What you are asked to do> In the entries that follow, find every line containing "dangerous" and copy it.

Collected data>
═══
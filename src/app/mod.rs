// ClaimAudit - app/mod.rs
//
// Application layer: session context and UI-facing state.
// Dependencies: core layer, platform (file reads, config).
// Must NOT depend on: ui.

pub mod session;
pub mod state;
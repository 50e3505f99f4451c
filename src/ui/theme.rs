// ClaimAudit - ui/theme.rs
//
// Colour scheme, cell colour mapping, and layout constants.
// No dependencies on app state or business logic.

use crate::core::model::Value;
use crate::util::constants::{DEFAULT_FONT_SIZE, HIGH_RISK_THRESHOLD_PCT};
use egui::Color32;

/// Apply the dark or light egui theme and the body font size.
pub fn apply(ctx: &egui::Context, dark_mode: bool) {
    if dark_mode {
        ctx.set_visuals(egui::Visuals::dark());
    } else {
        ctx.set_visuals(egui::Visuals::light());
    }

    let mut style = (*ctx.style()).clone();
    if let Some(body) = style.text_styles.get_mut(&egui::TextStyle::Body) {
        body.size = DEFAULT_FONT_SIZE;
    }
    ctx.set_style(style);
}

/// Colour for a risk score cell: red above the high-risk threshold, amber
/// for any positive deviation, green below the drug mean.
pub fn risk_colour(value: &Value, dark_mode: bool) -> Option<Color32> {
    let score = value.as_f64()?;
    let colour = if score >= HIGH_RISK_THRESHOLD_PCT {
        if dark_mode {
            Color32::from_rgb(248, 113, 113) // Red 400
        } else {
            Color32::from_rgb(185, 28, 28) // Red 700
        }
    } else if score > 0.0 {
        if dark_mode {
            Color32::from_rgb(253, 186, 116) // Orange 300
        } else {
            Color32::from_rgb(194, 65, 12) // Orange 700
        }
    } else if dark_mode {
        Color32::from_rgb(134, 239, 172) // Green 300
    } else {
        Color32::from_rgb(21, 128, 61) // Green 700
    };
    Some(colour)
}

/// Colour for missing and undefined cells.
pub fn placeholder_colour(dark_mode: bool) -> Color32 {
    if dark_mode {
        Color32::from_rgb(107, 114, 128) // Gray 500
    } else {
        Color32::from_rgb(156, 163, 175) // Gray 400
    }
}

/// Error banner colours.
pub const ERROR_TEXT: Color32 = Color32::from_rgb(248, 113, 113); // Red 400
pub const ERROR_BG: Color32 = Color32::from_rgba_premultiplied(185, 28, 28, 40);

/// Note (caveat) text colour.
pub const NOTE_TEXT: Color32 = Color32::from_rgb(253, 186, 116); // Orange 300

/// Layout constants.
pub const SIDEBAR_WIDTH: f32 = 260.0;
pub const CELL_FONT_SIZE: f32 = 12.5;
pub const GRID_SPACING: [f32; 2] = [14.0, 3.0];

#[cfg(test)]
mod tests {
    use super::*;

    #[test]
    fn test_risk_colour_only_for_numbers() {
        assert!(risk_colour(&Value::Undefined, true).is_none());
        assert!(risk_colour(&Value::Null, true).is_none());
        assert!(risk_colour(&Value::Float(75.0), true).is_some());
    }

    #[test]
    fn test_risk_colour_bands_differ() {
        let high = risk_colour(&Value::Float(HIGH_RISK_THRESHOLD_PCT), true);
        let raised = risk_colour(&Value::Float(1.0), true);
        let below = risk_colour(&Value::Float(-20.0), true);
        assert_ne!(high, raised);
        assert_ne!(raised, below);
    }
}
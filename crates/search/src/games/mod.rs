//! Small positions for exercising the searchers.
//!
//! These stand in for a real game engine in tests:
//! - [`TreePosition`] walks an explicit game tree with fixed scores
//! - [`OpenGrid`] is a wall-free pacman board with food, capsules and ghosts

pub mod open_grid;
pub mod tree;

pub use open_grid::{Direction, OpenGrid};
pub use tree::{GameTree, TreePosition};

/// How a finished game ended, from the maximizer's side.
#[derive(Clone, Copy, Debug, PartialEq, Eq, Hash)]
pub enum Outcome {
    Win,
    Lose,
}
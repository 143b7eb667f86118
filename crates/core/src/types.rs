//! Grid types shared by host engines and heuristics.

use serde::{Deserialize, Serialize};
use std::fmt;

/// An integer cell coordinate on the board.
#[derive(Clone, Copy, Debug, PartialEq, Eq, Hash, PartialOrd, Ord, Serialize, Deserialize)]
pub struct GridPos {
    pub x: i32,
    pub y: i32,
}

impl GridPos {
    pub const fn new(x: i32, y: i32) -> Self {
        Self { x, y }
    }

    /// The cell offset by `(dx, dy)`.
    pub const fn offset(self, dx: i32, dy: i32) -> Self {
        Self {
            x: self.x + dx,
            y: self.y + dy,
        }
    }
}

impl From<(i32, i32)> for GridPos {
    fn from((x, y): (i32, i32)) -> Self {
        Self { x, y }
    }
}

impl fmt::Display for GridPos {
    fn fmt(&self, f: &mut fmt::Formatter<'_>) -> fmt::Result {
        write!(f, "({}, {})", self.x, self.y)
    }
}

/// Grid L1 distance between two cells.
pub fn manhattan_distance(a: GridPos, b: GridPos) -> u32 {
    a.x.abs_diff(b.x) + a.y.abs_diff(b.y)
}

/// A ghost's location and how many moves it stays scared for.
///
/// A scared timer of zero means the ghost is dangerous.
#[derive(Clone, Copy, Debug, PartialEq, Eq, Hash, Serialize, Deserialize)]
pub struct GhostState {
    pub position: GridPos,
    pub scared_timer: u32,
}

impl GhostState {
    pub fn new(position: GridPos, scared_timer: u32) -> Self {
        Self {
            position,
            scared_timer,
        }
    }

    /// A ghost with no scared time left.
    pub fn dangerous(position: GridPos) -> Self {
        Self::new(position, 0)
    }

    pub fn is_scared(&self) -> bool {
        self.scared_timer > 0
    }
}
═══
Result of the task>
/// A scared timer of zero means the ghost is dangerous.
    pub fn dangerous(position: GridPos) -> Self {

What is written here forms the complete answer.